── Task material
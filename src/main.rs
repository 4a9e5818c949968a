use clap::{error::ErrorKind, CommandFactory, Parser};
use crossterm::{
    execute,
    terminal::{disable_raw_mode, enable_raw_mode, EnterAlternateScreen, LeaveAlternateScreen},
    tty::IsTty,
};
use ratatui::{
    backend::{Backend, CrosstermBackend},
    Frame, Terminal,
};
use std::{
    error::Error,
    fs::{self, OpenOptions},
    io::{self, stdin},
    path::PathBuf,
    sync::Mutex,
};
use tracing::info;
use typemeter::{
    app::{Action, App},
    app_dirs::AppDirs,
    clock::{Clock, SystemClock},
    config::{ConfigStore, FileConfigStore, Overrides},
    runtime::{CrosstermEventSource, FixedTicker, Runner, TypeEvent},
    sample::{source_for, SampleKind},
    ui::screen_area,
};

/// typing speed test with live wpm and accuracy
#[derive(Parser, Debug, Clone)]
#[clap(
    version,
    about,
    long_about = "Type the sample text as fast and as accurately as you can. Words per minute, accuracy and the share of wrong characters update live until the text matches exactly."
)]
pub struct Cli {
    /// custom prompt to use
    #[clap(short = 'p', long)]
    prompt: Option<String>,

    /// where sample texts come from
    #[clap(short = 's', long, value_enum)]
    source: Option<SampleKind>,

    /// text file with one sample per line (selects the file source)
    #[clap(short = 'f', long)]
    file: Option<PathBuf>,

    /// number of generated sentences per test
    #[clap(long)]
    sentences: Option<usize>,

    /// milliseconds between live metric refreshes
    #[clap(long)]
    tick_ms: Option<u64>,

    /// hide the wrong-character percentage
    #[clap(long)]
    hide_wrong: bool,

    /// write the effective settings to the config file
    #[clap(long)]
    save_config: bool,
}

impl Cli {
    fn overrides(&self) -> Overrides {
        Overrides {
            tick_rate_ms: self.tick_ms,
            source: self.source,
            samples_file: self.file.clone(),
            generated_sentences: self.sentences,
            hide_wrong_percent: self.hide_wrong,
        }
    }
}

/// Log to a file: the terminal belongs to the UI while we run.
fn init_logging() {
    let Some(path) = AppDirs::log_path() else {
        return;
    };
    if let Some(parent) = path.parent() {
        if fs::create_dir_all(parent).is_err() {
            return;
        }
    }
    let Ok(file) = OpenOptions::new().create(true).append(true).open(&path) else {
        return;
    };

    let filter = std::env::var("TYPEMETER_LOG")
        .or_else(|_| std::env::var("RUST_LOG"))
        .unwrap_or_else(|_| "info".to_string());
    tracing_subscriber::fmt()
        .with_env_filter(tracing_subscriber::EnvFilter::new(filter))
        .with_writer(Mutex::new(file))
        .with_ansi(false)
        .init();
}

fn main() -> Result<(), Box<dyn Error>> {
    let cli = Cli::parse();

    if !stdin().is_tty() {
        let mut cmd = Cli::command();
        cmd.error(ErrorKind::Io, "stdin must be a tty").exit();
    }

    init_logging();

    let store = FileConfigStore::new();
    let config = store.load().with_overrides(&cli.overrides());
    if cli.save_config {
        store.save(&config)?;
        info!(path = %store.path().display(), "saved config");
    }

    let source = source_for(&config, cli.prompt.clone());
    let mut app = App::new(&config, source, SystemClock);
    let runner = Runner::new(
        CrosstermEventSource::new(),
        FixedTicker::from_millis(config.tick_rate_ms()),
    );

    enable_raw_mode()?;
    let mut stdout = io::stdout();
    execute!(stdout, EnterAlternateScreen)?;
    let backend = CrosstermBackend::new(stdout);
    let mut terminal = Terminal::new(backend)?;

    let res = run(&mut terminal, &mut app, || runner.step());

    disable_raw_mode()?;
    execute!(terminal.backend_mut(), LeaveAlternateScreen)?;
    terminal.show_cursor()?;

    res
}

fn run<B: Backend, C: Clock>(
    terminal: &mut Terminal<B>,
    app: &mut App<C>,
    mut next_event: impl FnMut() -> TypeEvent,
) -> Result<(), Box<dyn Error>> {
    terminal.draw(|f| ui(app, f))?;

    loop {
        match next_event() {
            TypeEvent::Tick => {
                if app.wants_tick() {
                    app.on_tick();
                    terminal.draw(|f| ui(app, f))?;
                }
            }
            TypeEvent::Resize => {
                terminal.draw(|f| ui(app, f))?;
            }
            TypeEvent::Key(key) => {
                if app.on_key(key) == Action::Quit {
                    break;
                }
                terminal.draw(|f| ui(app, f))?;
            }
        }
    }

    Ok(())
}

fn ui<C: Clock>(app: &App<C>, f: &mut Frame) {
    f.render_widget(app, screen_area(f.area()));
}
────
**Task details**
Pull out every line in the data above that has the word "OpenOptions".

**Solution to this problem**
    fs::{self, OpenOptions},
    let Ok(file) = OpenOptions::new().create(true).append(true).open(&path) else {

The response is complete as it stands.